Augustin must have heard a good deal of grumbling at Carthage against this excess of officialism. But, all the same, so well-governed a city was a very good school for a young man who was to combine later the duties of bishop, judge, and governor. The blessings of order, of what was called "the Roman peace" no doubt impressed him the more, as he himself came from a turbulent district often turned upside down by the quarrels of religious sects and by the depredations of the nomads—a boundary-land of the Sahara regions where it was much harder to bring the central government into play than in Carthage and the coast-towns. To appreciate the beauty of government, there is nothing like living in a country where all is at the mercy of force or the first-comer's will. Such of the Barbarians who came in contact with Roman civilization were overcome with admiration for the good order that it established. But what astonished them more than anything else was that the Empire was everywhere.

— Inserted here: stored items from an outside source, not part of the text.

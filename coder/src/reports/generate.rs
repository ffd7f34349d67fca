//! Generate and check report data structures.

use std::path::PathBuf;

use codergen_gen::{Tally, TaskError};

use super::output::{Output, Report};

/// A file whose content changed in a run.
#[derive(Debug, Clone, PartialEq, Eq)]
pub struct ChangedFile {
    pub language: &'static str,
    pub path: PathBuf,
}

/// Report data from a successful run.
#[derive(Debug)]
pub struct GenerateReport {
    /// Whether writing was disabled.
    pub dry_run: bool,
    /// Number of scanned modules.
    pub modules: usize,
    /// Per-outcome task counts.
    pub tally: Tally,
    /// Changed files, sorted by path.
    pub changed: Vec<ChangedFile>,
    /// Signature manifest written by the run.
    pub signatures: Option<PathBuf>,
}

impl GenerateReport {
    /// Whether any output differs from what is on disk.
    pub fn has_drift(&self) -> bool {
        !self.changed.is_empty()
    }
}

impl Report for GenerateReport {
    fn render(&self, out: &mut dyn Output) {
        if self.has_drift() {
            out.section(if self.dry_run { "Out of date" } else { "Generated" });
            for file in &self.changed {
                out.changed_item(&format!("{} ({})", file.path.display(), file.language));
            }
            out.newline();
        }

        let changed = if self.dry_run {
            format!("{} would change", self.tally.suppressed)
        } else {
            format!("{} written", self.tally.written)
        };
        out.preformatted(&format!(
            "{} module{}, {} task{}: {}, {} unchanged",
            self.modules,
            plural(self.modules),
            self.tally.total(),
            plural(self.tally.total()),
            changed,
            self.tally.unchanged
        ));

        if let Some(path) = &self.signatures {
            out.key_value("Signatures", &path.display().to_string());
        }
    }
}

/// Every error of a failed run.
#[derive(Debug)]
pub struct FailureReport<'a> {
    pub errors: &'a [TaskError],
}

impl Report for FailureReport<'_> {
    fn render(&self, out: &mut dyn Output) {
        for error in self.errors {
            out.error(&error.to_string());
        }
        out.newline();
        out.preformatted(&format!(
            "{} task{} failed",
            self.errors.len(),
            plural(self.errors.len())
        ));
    }
}

fn plural(count: usize) -> &'static str {
    if count == 1 { "" } else { "s" }
}

#[cfg(test)]
mod tests {
    use super::*;
    use crate::reports::BufferOutput;

    #[test]
    fn test_render_written() {
        let report = GenerateReport {
            dry_run: false,
            modules: 2,
            tally: Tally {
                written: 1,
                unchanged: 2,
                ..Tally::default()
            },
            changed: vec![ChangedFile {
                language: "java",
                path: PathBuf::from("java/com/example/NetCoders.java"),
            }],
            signatures: Some(PathBuf::from("target/coder.signatures.json")),
        };

        let mut out = BufferOutput::default();
        report.render(&mut out);
        assert_eq!(
            out.lines,
            vec![
                "Generated:",
                "  ~ java/com/example/NetCoders.java (java)",
                "",
                "2 modules, 3 tasks: 1 written, 2 unchanged",
                "Signatures: target/coder.signatures.json",
            ]
        );
    }

    #[test]
    fn test_render_clean_dry_run() {
        let report = GenerateReport {
            dry_run: true,
            modules: 1,
            tally: Tally {
                unchanged: 1,
                ..Tally::default()
            },
            changed: Vec::new(),
            signatures: None,
        };

        let mut out = BufferOutput::default();
        report.render(&mut out);
        assert!(!report.has_drift());
        assert_eq!(out.lines, vec!["1 module, 1 task: 0 would change, 1 unchanged"]);
    }
}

No man, whatever his race or country, could help feeling proud to belong to the Roman city. He was at home in all the countries in the world subject to Rome. Our Europe, split into nationalities, can hardly understand now this feeling of pride, so different from our narrow patriotisms. The way to feel something of it is to go to the colonies: out there the least of us may believe himself a sovereign, simply from the fact that he is a subject of the governing country. This feeling was very strong in the old world. Carthage, where the striking effect of the Empire appeared in all its brilliancy, would increase it in Augustin. He had only to look around him to value the extent of the privilege conferred by Rome on her citizens. Men coming from all countries, without exception of race, were, so to speak, made partners of the Empire and collaborated in the grandeur of the Roman scheme. If the Proconsul who then occupied the Byrsa palace, the celebrated Symmachus, belonged to an old Italian family, he whom he represented, the Emperor Valentinian, was the son of a Pannonian soldier. The Count Theodosius, the general who suppressed the insurrection of Firmus in Mauretania, was a Spaniard, and the army he led into Africa was made up, for the most part, of Gauls. Later on, under Arcadius, another Gaul, Rufinus, shall be master of the whole of the East.